Killer robots are another being from the realms of science fiction that have found their way into the Gothic Horror and Halloween lexicon. No Halloween night is complete anymore without at least one robot, constructed of cardboard boxes and tinfoil has found its way to your door.

Robot comes from the Czech word Robota, meaning worker. It was first used to refer to artificial men in Karel Capek’s 1920 play, Rossum’s Universal Robots (RUR). In the play, robots destroy humanity after being given souls, which allow them to behave more like humans (now there’s a chilling commentary).

But Capek’s robots were not the first mechanical men in literature. Greek mythology tells of a bronze automaton named Talos. The aforementioned Golem is a sort of mechanical man. And the beloved Oz stories by L. Frank Baum feature any number of mechanical men, including the Tin Woodman, Tik-Tok and a mechanical giant which guards the entrance to the kingdom of the Nomes. And of course, there are the robots in Fritz Lang’s 1927 cinematic masterpiece, Metropolis.

Science Fiction writer Isaac Asimov coined the term “robotics” in his 1941 short story, “Liar!.” That also was the story in which he created the now-well-known “Three Laws of Robotics”, which state:

1.  A robot may not harm a human being, or, through inaction, allow a human being to come to harm.

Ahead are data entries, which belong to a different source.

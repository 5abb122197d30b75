// src/testing.rs
//! In-memory stand-ins for the chain, search and scoring collaborators.
//! Used by the unit tests and by the integration suite under `tests/`.

use anyhow::{anyhow, Result};
use async_trait::async_trait;
use std::collections::HashMap;
use std::sync::atomic::{AtomicBool, AtomicUsize, Ordering};
use std::sync::Arc;
use tokio::sync::Mutex;

use crate::services::chain::{ChainBackend, ChainConnector, ChainError, NeuronInfo, Submission};
use crate::services::sentiment::{ScoringProvider, SearchProvider};

pub const COLDKEY: &str = "5ColdkeyFundingWallet";

#[derive(Default)]
struct LedgerState {
    block: u64,
    balances: HashMap<String, f64>,
    neurons: HashMap<(i32, String), NeuronInfo>,
    dividends: HashMap<(i32, String), f64>,
    fail_queries: bool,
    failing_submissions: u32,
    reject_submissions: bool,
    submissions: usize,
    snapshot_reads: usize,
}

/// A ledger held in memory. Stake submissions move funds from the wallet
/// balance into the neuron's stake.
#[derive(Default)]
pub struct FakeLedger {
    state: Mutex<LedgerState>,
}

impl FakeLedger {
    pub fn new() -> Self {
        Self::default()
    }

    pub async fn register(&self, hotkey: &str, netuid: i32, stake: f64, dividends: f64) {
        let mut state = self.state.lock().await;
        state.neurons.insert((netuid, hotkey.to_string()), NeuronInfo { stake });
        state.dividends.insert((netuid, hotkey.to_string()), dividends);
    }

    pub async fn fund(&self, address: &str, amount: f64) {
        self.state.lock().await.balances.insert(address.to_string(), amount);
    }

    pub async fn fail_queries(&self, fail: bool) {
        self.state.lock().await.fail_queries = fail;
    }

    pub async fn fail_next_submissions(&self, count: u32) {
        self.state.lock().await.failing_submissions = count;
    }

    pub async fn reject_submissions(&self, reject: bool) {
        self.state.lock().await.reject_submissions = reject;
    }

    pub async fn submissions(&self) -> usize {
        self.state.lock().await.submissions
    }

    /// Number of block-hash reads, i.e. fresh snapshot fetches.
    pub async fn snapshot_reads(&self) -> usize {
        self.state.lock().await.snapshot_reads
    }

    pub async fn balance_of(&self, address: &str) -> f64 {
        self.state.lock().await.balances.get(address).copied().unwrap_or(0.0)
    }

    async fn submit(&self, wallet: &str, hotkey: &str, netuid: i32, delta: f64) -> Result<Submission, ChainError> {
        let mut state = self.state.lock().await;
        state.submissions += 1;
        if state.failing_submissions > 0 {
            state.failing_submissions -= 1;
            return Err(ChainError::Transient("connection reset by peer".to_string()));
        }
        if state.reject_submissions {
            return Err(ChainError::Rejected("extrinsic rejected".to_string()));
        }

        let key = (netuid, hotkey.to_string());
        let stake = state.neurons.get(&key).map(|n| n.stake).unwrap_or(0.0);
        state.neurons.insert(key, NeuronInfo { stake: stake + delta });
        *state.balances.entry(wallet.to_string()).or_insert(0.0) -= delta;
        state.block += 1;
        Ok(Submission {
            success: true,
            tx_ref: Some(format!("0x{:064x}", state.block)),
            message: None,
        })
    }

    async fn check(&self) -> Result<(), ChainError> {
        if self.state.lock().await.fail_queries {
            Err(ChainError::Transient("rpc node unreachable".to_string()))
        } else {
            Ok(())
        }
    }
}

#[async_trait]
impl ChainBackend for FakeLedger {
    async fn get_block_hash(&self) -> Result<String, ChainError> {
        self.check().await?;
        let mut state = self.state.lock().await;
        state.snapshot_reads += 1;
        Ok(format!("0x{:064x}", state.block))
    }

    async fn get_neuron(&self, hotkey: &str, netuid: i32, _block_hash: Option<&str>) -> Result<Option<NeuronInfo>, ChainError> {
        self.check().await?;
        Ok(self.state.lock().await.neurons.get(&(netuid, hotkey.to_string())).copied())
    }

    async fn get_dividends(&self, netuid: i32, hotkey: &str, _block_hash: &str) -> Result<f64, ChainError> {
        self.check().await?;
        Ok(self.state.lock().await.dividends.get(&(netuid, hotkey.to_string())).copied().unwrap_or(0.0))
    }

    async fn get_balance(&self, address: &str, _block_hash: Option<&str>) -> Result<f64, ChainError> {
        self.check().await?;
        Ok(self.balance_of(address).await)
    }

    async fn submit_stake(&self, wallet: &str, hotkey: &str, netuid: i32, amount: f64) -> Result<Submission, ChainError> {
        self.submit(wallet, hotkey, netuid, amount).await
    }

    async fn submit_unstake(&self, wallet: &str, hotkey: &str, netuid: i32, amount: f64) -> Result<Submission, ChainError> {
        self.submit(wallet, hotkey, netuid, -amount).await
    }
}

pub struct FakeConnector {
    ledger: Arc<FakeLedger>,
    failing: AtomicBool,
    connects: AtomicUsize,
}

impl FakeConnector {
    pub fn new(ledger: Arc<FakeLedger>) -> Self {
        FakeConnector {
            ledger,
            failing: AtomicBool::new(false),
            connects: AtomicUsize::new(0),
        }
    }

    pub fn failing() -> Self {
        let connector = Self::new(Arc::new(FakeLedger::new()));
        connector.set_failing(true);
        connector
    }

    pub fn set_failing(&self, failing: bool) {
        self.failing.store(failing, Ordering::SeqCst);
    }

    pub fn connect_count(&self) -> usize {
        self.connects.load(Ordering::SeqCst)
    }
}

#[async_trait]
impl ChainConnector for FakeConnector {
    async fn connect(&self) -> Result<Arc<dyn ChainBackend>, ChainError> {
        self.connects.fetch_add(1, Ordering::SeqCst);
        // widen the window so concurrent first callers overlap
        tokio::time::sleep(std::time::Duration::from_millis(20)).await;
        if self.failing.load(Ordering::SeqCst) {
            return Err(ChainError::Unavailable("websocket handshake failed".to_string()));
        }
        Ok(self.ledger.clone())
    }
}

/// Search provider returning a fixed result.
pub struct CannedSearch {
    reply: std::result::Result<Vec<String>, String>,
    queries: Mutex<Vec<String>>,
}

impl CannedSearch {
    pub fn snippets(snippets: &[&str]) -> Self {
        CannedSearch {
            reply: Ok(snippets.iter().map(|s| s.to_string()).collect()),
            queries: Mutex::new(Vec::new()),
        }
    }

    pub fn failing(message: &str) -> Self {
        CannedSearch {
            reply: Err(message.to_string()),
            queries: Mutex::new(Vec::new()),
        }
    }

    pub async fn queries(&self) -> Vec<String> {
        self.queries.lock().await.clone()
    }
}

#[async_trait]
impl SearchProvider for CannedSearch {
    async fn search(&self, query: &str, _max_results: usize) -> Result<Vec<String>> {
        self.queries.lock().await.push(query.to_string());
        self.reply.clone().map_err(|e| anyhow!(e))
    }
}

/// Scoring provider returning a fixed completion and recording prompts.
pub struct CannedScorer {
    reply: std::result::Result<String, String>,
    prompts: Mutex<Vec<String>>,
}

impl CannedScorer {
    pub fn replying(text: &str) -> Self {
        CannedScorer {
            reply: Ok(text.to_string()),
            prompts: Mutex::new(Vec::new()),
        }
    }

    pub fn failing(message: &str) -> Self {
        CannedScorer {
            reply: Err(message.to_string()),
            prompts: Mutex::new(Vec::new()),
        }
    }

    pub async fn prompts(&self) -> Vec<String> {
        self.prompts.lock().await.clone()
    }
}

#[async_trait]
impl ScoringProvider for CannedScorer {
    async fn complete(&self, prompt: &str) -> Result<String> {
        self.prompts.lock().await.push(prompt.to_string());
        self.reply.clone().map_err(|e| anyhow!(e))
    }
}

2.  A robot must obey the orders given to it by human beings, except where such orders would conflict with the First Law.

3.  A robot must protect its own existence, as long as such protection does not conflict with the First or Second Law.

Of course, not all robots follow these laws; some have never even heard of them. Without feelings, they proceed according to a logic all of their own. And that is what makes them so scary. Robots are cold and unfeeling. You can’t appeal to their emotions. They don’t care if you beg. Worse, their hydraulic systems make them inhumanly strong and fast.

Perhaps the ultimate expression of robotic horror can be found in James Cameron’s Terminator trilogy (1984’s The Terminator, 1991’s Terminator 2: Judgment Day and 2003’s Terminator 3: Rise of the Machines). In the trilogy, a global computer system rebels against its human creators and unleashes mechanical horrors bent on the destruction of man. A similar theme is found in the Matrix trilogy.

Robots occupy much the same place in our modern imagination that the undead and other horrors occupied in the superstitious minds of our ancestors. Just as demonic horrors are unfeeling and unstoppable, so too are robots. It’s just that robots are more believable to the modern mind.